La misión Artemis II acaba de ofrecer al mundo una imagen que difícilmente olvidará: la Tierra desapareciendo tras el horizonte lunar, fotografiada desde el punto más lejano jamás alcanzado por seres humanos, a más de 406.000 kilómetros de distancia. La instantánea, fechada en la noche del 6 de abril de 2026 y difundida desde las cuentas oficiales de la Casa Blanca con el mensaje «La humanidad, desde el otro lado», consolida a esta misión como uno de los hitos más ambiciosos de la historia de la exploración espacial.
La fotografía ya tiene nombre: Earthset, traducible como «Ocaso de la Tierra». La imagen no solo captura un momento; captura un punto de vista que hasta ahora ningún ser humano había tenido jamás.
El legado que amplía Artemis II
Para comprender la magnitud del logro, conviene mirar atrás.
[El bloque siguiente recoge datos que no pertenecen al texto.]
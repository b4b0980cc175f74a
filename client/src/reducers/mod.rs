//! Reducers for the client state slices.

pub mod auth;
pub mod recipes;

pub use auth::AuthReducer;
pub use recipes::RecipeReducer;
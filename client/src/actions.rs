//! Actions for the authentication and recipe-listing slices.
//!
//! Each enum combines commands (user intent, dispatched by the
//! presentation layer) and events (what a collaborator call produced,
//! dispatched by effects). Commands validate and transition to `InFlight`;
//! events apply the terminal transition.

use crate::error::FailureDetail;
use crate::state::{
    RecipeId, RecipeSummary, SessionToken, SigninCredentials, SignupCredentials, User, UserId,
};

/// Actions processed by the authentication reducer.
#[derive(Debug, Clone, PartialEq)]
pub enum AuthAction {
    // ========== Commands ==========
    /// Command: create an account with the given form values.
    SignUp {
        /// Signup form values.
        credentials: SignupCredentials,
    },

    /// Command: sign in with the given form values.
    SignIn {
        /// Sign-in form values.
        credentials: SigninCredentials,
    },

    // ========== Events ==========
    /// Event: the signup request succeeded.
    SignUpSucceeded {
        /// Session token returned by the server.
        token: SessionToken,
        /// Authenticated user returned by the server.
        user: User,
    },

    /// Event: the signup request failed.
    SignUpFailed {
        /// What the collaborator reported.
        failure: FailureDetail,
    },

    /// Event: the sign-in request succeeded.
    SignInSucceeded {
        /// Session token returned by the server.
        token: SessionToken,
        /// Authenticated user returned by the server.
        user: User,
    },

    /// Event: the sign-in request failed.
    SignInFailed {
        /// What the collaborator reported.
        failure: FailureDetail,
    },
}

impl AuthAction {
    /// Whether this action is a command (user intent).
    #[must_use]
    pub const fn is_command(&self) -> bool {
        matches!(self, Self::SignUp { .. } | Self::SignIn { .. })
    }

    /// Whether this action is an event (collaborator outcome).
    #[must_use]
    pub const fn is_event(&self) -> bool {
        !self.is_command()
    }
}

/// Actions processed by the recipe-listing reducer.
#[derive(Debug, Clone, PartialEq)]
pub enum RecipeAction {
    // ========== Commands ==========
    /// Command: fetch one page of the listing.
    FetchPage {
        /// Page number to fetch (>= 1; lower values are clamped).
        page: u32,
    },

    /// Command: associate a recipe with the authenticated user's
    /// favourites.
    ToggleFavorite {
        /// Recipe to favourite.
        recipe_id: RecipeId,
        /// Authenticated user performing the action.
        user_id: UserId,
    },

    // ========== Events ==========
    /// Event: a page fetch succeeded.
    PageLoaded {
        /// Page this response belongs to.
        page: u32,
        /// Recipes of that page, in server order.
        items: Vec<RecipeSummary>,
        /// Total pages reported alongside the items.
        total_pages: u32,
    },

    /// Event: a page fetch failed.
    PageLoadFailed {
        /// What the collaborator reported.
        failure: FailureDetail,
    },

    /// Event: a favourite-toggle request succeeded.
    FavoriteSaved {
        /// Recipe that was favourited.
        recipe_id: RecipeId,
    },

    /// Event: a favourite-toggle request failed.
    FavoriteFailed {
        /// Recipe the request was for.
        recipe_id: RecipeId,
        /// What the collaborator reported.
        failure: FailureDetail,
    },
}

impl RecipeAction {
    /// Whether this action is a command (user intent).
    #[must_use]
    pub const fn is_command(&self) -> bool {
        matches!(self, Self::FetchPage { .. } | Self::ToggleFavorite { .. })
    }

    /// Whether this action is an event (collaborator outcome).
    #[must_use]
    pub const fn is_event(&self) -> bool {
        !self.is_command()
    }
}
//! Token store collaborator trait.

use crate::state::SessionToken;

/// Session token store.
///
/// The process-wide analog of browser local storage: synchronous, shared,
/// and persistent across restarts. It is written exactly once per
/// successful authentication and read by whatever attaches the token to
/// authenticated requests; authentication failures never write.
pub trait TokenStore: Send + Sync {
    /// Persist the session token, replacing any previous value.
    fn set(&self, token: &SessionToken);

    /// Read the persisted token, if any.
    fn get(&self) -> Option<SessionToken>;
}
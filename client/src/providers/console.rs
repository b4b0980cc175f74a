//! Console collaborators for development and testing.
//!
//! These implementations log through `tracing` instead of driving a real
//! UI. Useful for demos and for wiring the flows before an embedding
//! application provides its own notifier and router.

use crate::providers::navigator::{Navigator, View};
use crate::providers::notifier::{NoticeTone, Notifier};
use std::time::Duration;

/// Notifier that logs notices instead of rendering toasts.
#[derive(Clone, Debug, Default)]
pub struct ConsoleNotifier;

impl ConsoleNotifier {
    /// Create a new console notifier.
    #[must_use]
    pub const fn new() -> Self {
        Self
    }
}

impl Notifier for ConsoleNotifier {
    fn notify(&self, text: &str, duration: Duration, tone: NoticeTone) {
        let duration_ms = u64::try_from(duration.as_millis()).unwrap_or(u64::MAX);
        match tone {
            NoticeTone::Success => {
                tracing::info!(duration_ms, "🔔 {text}");
            },
            NoticeTone::Error => {
                tracing::warn!(duration_ms, "🔔 {text}");
            },
        }
    }
}

/// Navigator that logs transition requests instead of routing.
#[derive(Clone, Debug, Default)]
pub struct ConsoleNavigator;

impl ConsoleNavigator {
    /// Create a new console navigator.
    #[must_use]
    pub const fn new() -> Self {
        Self
    }
}

impl Navigator for ConsoleNavigator {
    fn go_to(&self, view: View) {
        tracing::info!(?view, "Navigation requested");
    }
}
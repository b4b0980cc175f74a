//! # Platewise Client
//!
//! Client-side state synchronization for the Platewise recipe platform.
//!
//! This crate mediates between user-initiated actions - sign up, sign in,
//! list recipes, mark a favourite - and the remote HTTP API, maintaining a
//! consistent local view of authentication and recipe-listing state across
//! asynchronous, possibly-failing network calls.
//!
//! ## Architecture
//!
//! The flows are implemented as reducers and effects:
//!
//! ```text
//! Action → Reducer → (State, Effects) → Effect Execution → More Actions
//! ```
//!
//! User input dispatches a command; the reducer validates it, transitions
//! the request status, and describes the network call as an effect; the
//! effect resolves to a terminal event that the reducer folds back into
//! the slice. Reducers never perform I/O and never throw: every
//! collaborator failure becomes a terminal `Failed` status plus whatever
//! the classification table says the user should see.
//!
//! ## Example: signing in
//!
//! ```rust,ignore
//! use platewise_client::*;
//! use platewise_runtime::Store;
//!
//! let env = ClientEnvironment::new(
//!     HttpRecipeApi::new(ClientConfig::default()),
//!     FileTokenStore::new("/tmp/platewise/token"),
//!     ConsoleNotifier::new(),
//!     ConsoleNavigator::new(),
//! );
//!
//! let store = Store::new(AppState::default(), AppReducer::new(), env);
//!
//! store.send(AppAction::Auth(AuthAction::SignIn {
//!     credentials: SigninCredentials {
//!         email: "ada@example.com".into(),
//!         password: "secret-pass".into(),
//!     },
//! })).await?;
//! ```

// Public modules
pub mod actions;
pub mod app;
pub mod config;
pub mod constants;
pub mod environment;
pub mod error;
pub mod listing;
pub mod providers;
pub mod reducers;
pub mod state;
pub mod validate;

/// Mock collaborators, available with the `test-utils` feature (default).
#[cfg(feature = "test-utils")]
pub mod mocks;

// Re-export main types for convenience
pub use actions::{AuthAction, RecipeAction};
pub use app::{AppAction, AppReducer, AppState};
pub use config::ClientConfig;
pub use environment::ClientEnvironment;
pub use error::{FailureDetail, FailureKind, FailureMessage, FieldError};
pub use providers::{
    AuthSuccess, ConsoleNavigator, ConsoleNotifier, FileTokenStore, HttpRecipeApi, Navigator,
    NoticeTone, Notifier, RecipeApi, RecipePage, TokenStore, View,
};
pub use reducers::{AuthReducer, RecipeReducer};
pub use state::{
    AuthState, RecipeId, RecipeListState, RecipeSummary, RequestStatus, Session, SessionToken,
    SigninCredentials, SignupCredentials, User, UserId,
};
En 1968, durante la misión Apolo 8 —primera tripulada en orbitar la Luna—, el comandante William Anders tomó la célebre Earthrise (‘Salida de la Tierra’) desde aproximadamente 384.000 kilómetros. Las cámaras de la época no podían capturar las estrellas de fondo sin tiempos de exposición muy superiores. Cuatro años después, en diciembre de 1972, el astronauta Harrison Schmitt inmortalizó la Blue Marble (‘La canica azul’) durante la misión Apolo 17: la primera fotografía en que la Tierra aparecía completamente iluminada, con el Sol directamente a la espalda de la tripulación.
Las instantáneas que llegan ahora desde la nave Orión representan las primeras tomadas por una tripulación humana desde hace más de cuatro décadas. Artemis II no imita a sus predecesoras; las supera.
Un eclipse solar visto por primera vez desde fuera de la Tierra
Entre las imágenes que trae esta misión hay otra inédita: el momento en que la Luna tapa el Sol por completo, fotografiado desde fuera de la Tierra. Ninguna cámara tripulada había registrado antes un eclipse solar desde ese punto de vista. Como señalan desde la publicación oficial de la Casa Blanca, la imagen revela una perspectiva que pocos en la historia de la humanidad han presenciado.
La misión inició su regreso este pasado domingo. Tras alcanzar su punto más lejano, se espera que complete los ajustes de trayectoria necesarios para afrontar la recta final hacia la órbita terrestre. Las imágenes que trae consigo ya forman parte del imaginario colectivo, y con toda probabilidad acompañarán a la humanidad durante generaciones.